Towards Conversational Diagnostic AI
- URL: http://arxiv.org/abs/2401.05654v1
- Date: Thu, 11 Jan 2024 04:25:06 GMT
- Title: Towards Conversational Diagnostic AI
- Authors: Tao Tu, Anil Palepu, Mike Schaekermann, Khaled Saab, Jan Freyberg,
Ryutaro Tanno, Amy Wang, Brenna Li, Mohamed Amin, Nenad Tomasev, Shekoofeh
Azizi, Karan Singhal, Yong Cheng, Le Hou, Albert Webson, Kavita Kulkarni, S
Sara Mahdavi, Christopher Semturs, Juraj Gottweis, Joelle Barral, Katherine
Chou, Greg S Corrado, Yossi Matias, Alan Karthikesalingam and Vivek Natarajan
- Abstract summary: We introduce AMIE (Articulate Medical Intelligence Explorer), a Large Language Model (LLM) based AI system optimized for diagnostic dialogue.
AMIE uses a self-play based simulated environment with automated feedback mechanisms for scaling learning across diverse disease conditions.
AMIE demonstrated greater diagnostic accuracy and superior performance on 28 of 32 axes according to specialist physicians and 24 of 26 axes according to patient actors.

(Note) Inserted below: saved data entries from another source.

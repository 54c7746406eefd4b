//! Persistent storage for the emulator

use crate::EmulatorState;
use anyhow::{Context, Result};
use lakegov_core::*;
use std::path::Path;

/// Storage backend for emulator state
#[derive(Debug)]
pub struct FileStorage {
    file_path: String,
}

impl FileStorage {
    pub fn new(file_path: String) -> Self {
        Self { file_path }
    }

    pub fn path(&self) -> &str {
        &self.file_path
    }

    /// Load state from file
    pub async fn load(&self) -> Result<EmulatorState> {
        if !self.exists() {
            return Ok(EmulatorState::new());
        }

        let content = tokio::fs::read_to_string(&self.file_path)
            .await
            .with_context(|| format!("failed to read emulator state {}", self.file_path))?;
        let state: EmulatorState = serde_json::from_str(&content)
            .with_context(|| format!("emulator state {} is not valid JSON", self.file_path))?;
        Ok(state)
    }

    /// Save state to file
    pub async fn save(&self, state: &EmulatorState) -> Result<()> {
        let content = serde_json::to_string_pretty(state)?;

        if let Some(parent) = Path::new(&self.file_path).parent() {
            if !parent.as_os_str().is_empty() {
                tokio::fs::create_dir_all(parent).await?;
            }
        }

        tokio::fs::write(&self.file_path, content).await?;
        tracing::debug!(path = %self.file_path, "saved emulator state");
        Ok(())
    }

    /// Check if storage file exists
    pub fn exists(&self) -> bool {
        Path::new(&self.file_path).exists()
    }
}

fn quoted(values: &[String]) -> String {
    values
        .iter()
        .map(|v| format!("'{}'", v))
        .collect::<Vec<_>>()
        .join(", ")
}

fn condition_sql(condition: &TagCondition) -> String {
    match condition {
        TagCondition::NotEquals { key, value } => format!("{} != '{}'", key, value),
        TagCondition::In { key, values } => format!("{} IN ({})", key, quoted(values)),
    }
}

/// Export state to different formats
pub struct StateExporter;

impl StateExporter {
    /// Export state as SQL-like DDL statements
    pub fn to_sql_ddl(state: &EmulatorState) -> String {
        let mut sql = String::new();
        sql.push_str("-- Data lake governance state export\n");
        sql.push_str("-- Generated DDL statements to recreate this state\n\n");

        for tag in state.tags.values() {
            sql.push_str(&format!("CREATE TAG {} VALUES ({});\n", tag.key, quoted(&tag.values)));
        }
        sql.push('\n');

        for resource in &state.resources {
            let tags = resource
                .tags
                .iter()
                .map(|(k, v)| format!("{}='{}'", k, v))
                .collect::<Vec<_>>()
                .join(", ");
            let kind = if resource.resource.table.is_some() { "TABLE" } else { "DATABASE" };
            sql.push_str(&format!("ALTER {} {} SET TAGS ({});\n", kind, resource.resource, tags));
        }
        sql.push('\n');

        for role in state.roles.keys() {
            sql.push_str(&format!("CREATE ROLE {};\n", role));
        }
        sql.push('\n');

        for grant in &state.grants {
            let actions = grant
                .actions
                .iter()
                .map(|a| a.as_str())
                .collect::<Vec<_>>()
                .join(", ");

            let resource = match &grant.resource {
                Resource::Catalog => "CATALOG".to_string(),
                Resource::Database { name } => format!("DATABASE {}", name),
                Resource::TableWildcard { database } => format!("ALL TABLES IN {}", database),
                Resource::Table { database, table } => format!("{}.{}", database, table),
            };

            let conditions = if grant.tag_conditions.is_empty() {
                String::new()
            } else {
                let joined = grant
                    .tag_conditions
                    .iter()
                    .map(condition_sql)
                    .collect::<Vec<_>>()
                    .join(" AND ");
                format!(" WHERE TAGS {}", joined)
            };

            let grant_option = if grant.grant_option { " WITH GRANT OPTION" } else { "" };

            sql.push_str(&format!(
                "GRANT {} ON {} TO ROLE {}{}{};\n",
                actions, resource, grant.role, conditions, grant_option
            ));
        }

        sql
    }

    /// Export state as a human-readable summary
    pub fn to_summary(state: &EmulatorState) -> String {
        let mut summary = String::new();
        summary.push_str("🦀 Data Lake Governance State Summary\n");
        summary.push_str("=====================================\n\n");

        summary.push_str("📊 **Statistics:**\n");
        summary.push_str(&format!("- Tags: {}\n", state.tags.len()));
        summary.push_str(&format!("- Tagged resources: {}\n", state.resources.len()));
        summary.push_str(&format!("- Roles: {}\n", state.roles.len()));
        summary.push_str(&format!("- Grants: {}\n", state.grants.len()));
        summary.push_str(&format!("- Secrets: {}\n", state.secrets.len()));
        summary.push_str(&format!("- Repositories: {}\n\n", state.repositories.len()));

        if !state.roles.is_empty() {
            summary.push_str("👥 **Roles:**\n");
            for role in state.roles.values() {
                let trust = match &role.trust {
                    Some(trust) => format!("groups {:?}", trust.group_ids),
                    None => "no trust condition".to_string(),
                };
                summary.push_str(&format!("- {} ({}): {}\n", role.name, role.group_name, trust));
            }
            summary.push('\n');
        }

        if !state.tags.is_empty() {
            summary.push_str("🏷️ **Tags:**\n");
            for tag in state.tags.values() {
                summary.push_str(&format!("- {}: {:?}\n", tag.key, tag.values));
            }
            summary.push('\n');
        }

        if !state.grants.is_empty() {
            summary.push_str("🔐 **Grants:**\n");
            for (i, grant) in state.grants.iter().enumerate() {
                let conditions = grant
                    .tag_conditions
                    .iter()
                    .map(|c| c.to_string())
                    .collect::<Vec<_>>()
                    .join(" AND ");
                summary.push_str(&format!(
                    "{}. {} → {:?} → {}{}\n",
                    i + 1,
                    grant.role,
                    grant.actions,
                    grant.resource,
                    if conditions.is_empty() { String::new() } else { format!(" [{}]", conditions) }
                ));
            }
            summary.push('\n');
        }

        if !state.secrets.is_empty() || !state.repositories.is_empty() {
            summary.push_str("📦 **Reconciled resources:**\n");
            for name in state.secrets.keys() {
                summary.push_str(&format!("- secret {}\n", name));
            }
            for (name, repository) in &state.repositories {
                summary.push_str(&format!("- repository {} ({})\n", name, repository.uri));
            }
        }

        summary
    }
}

- Score: 32.84876349808714
- License: http://arxiv.org/licenses/nonexclusive-distrib/1.0/
- Abstract: At the heart of medicine lies the physician-patient dialogue, where skillful
history-taking paves the way for accurate diagnosis, effective management, and
enduring trust. Artificial Intelligence (AI) systems capable of diagnostic
dialogue could increase accessibility, consistency, and quality of care.
However, approximating clinicians' expertise is an outstanding grand challenge.
Here, we introduce AMIE (Articulate Medical Intelligence Explorer), a Large
Language Model (LLM) based AI system optimized for diagnostic dialogue.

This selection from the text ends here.